Mean squared error with weights_0: 235.000000
Mean squared error with weights_1: 354.390625


## Backpropogation
- Takes the error from the output layer and sends it backwards through the hidden layers to the input layer
- allows gradient descent to update all weights in neural network (by getting gradients for all weights)
- comes from chain rule of calculus
- Important to understand the process, but you will generally use a library to implent this

Process
- Backpropogation is trying to estimate the slope of the loss function with respect to each weight
- Do forward propogation to calculate predictions and errors before backpropogation
- Go back one layer at a time
- Gradient for weight is the product of:
    - Node value feeding into that weight
    - Slope of loss function with respect to the node it feeds into
    - Slope of activation function at the node it feeds into
- Need to also keep track of the slopes of the loss function with respect to node values
- Slope of node values are the sum of the slopes for all weights that come out of them

Recap of Backpropogation
- Start at some random set of weights
- use forward propogation to make a prediction
- use backward propogation to calculate the slope of the loss funciton with respect to each weight
- multiple that slope by the learning rate, and subract from the current weights
- repeat cycle until we get to a "flat" part of the curve

#### Stochastic Gradient Descent
- calculate the slopes on only a subset of the data, or "batch"
- use a different batch of data to calculate the next update
- start over from the beginning once all data is used
- each time through the training data is called an epoch
- Slopes are calculated on one batch at a time: stochastic gradient descent

# Ch. 3 Building Models with Keras
## Model Building Steps
- Specify Architecture: number of layers, number of nodes, activation function
- Compile the model: specify loss function and details about optimization
- Fit the model: cycle of forward and backward propogation
- Predict

### Model Specification

In [10]:
import pandas as pd
df = pd.read_csv('wages.txt')
target = df['wage_per_hour']
predictors = df.drop('wage_per_hour', axis=1)

In [11]:
import pandas as pd
import numpy as np
from keras.layers import Dense
from keras.models import Sequential

# Load Data
df = pd.read_csv('wages.txt')
target = df['wage_per_hour']
predictors = df.drop('wage_per_hour', axis=1)
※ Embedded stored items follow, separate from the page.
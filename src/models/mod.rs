mod holding;
mod local_currency;
mod setup;

pub use holding::OwnedHolding;
pub use local_currency::LocalCurrency;
pub use setup::{Setup, SetupError};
# Find the number of nodes in the input layer, equal to number of input features
n_cols = predictors.shape[1]

# Dense means all nodes will connect to each other node in the next layer
# Specify the model
model = Sequential()
model.add(Dense(50, activation='relu', input_shape = (n_cols,))) # connects all input into 100 nodes
model.add(Dense(32, activation='relu')) # Connects all 100 input nodes to all 100 in this layer
model.add(Dense(1, activation='relu')) # Converges into 1 final output node

### Compiling the Model
#### Why you need to compile the model
- Specify the Optimizer
    - Many options and mathematically complex
    - best to choose versatile option and use that for most problems
    - "Adam" is usually a good choice. It adjusts the learning rate as it does gradient descent to ensure reasonable values throughout the weight optimization process
- Loss Function
    - MSE is common for regression problems
    - Classificatino has a different default metric

In [12]:
# Compile the Model
model.compile(optimizer='adam', loss='mean_squared_error')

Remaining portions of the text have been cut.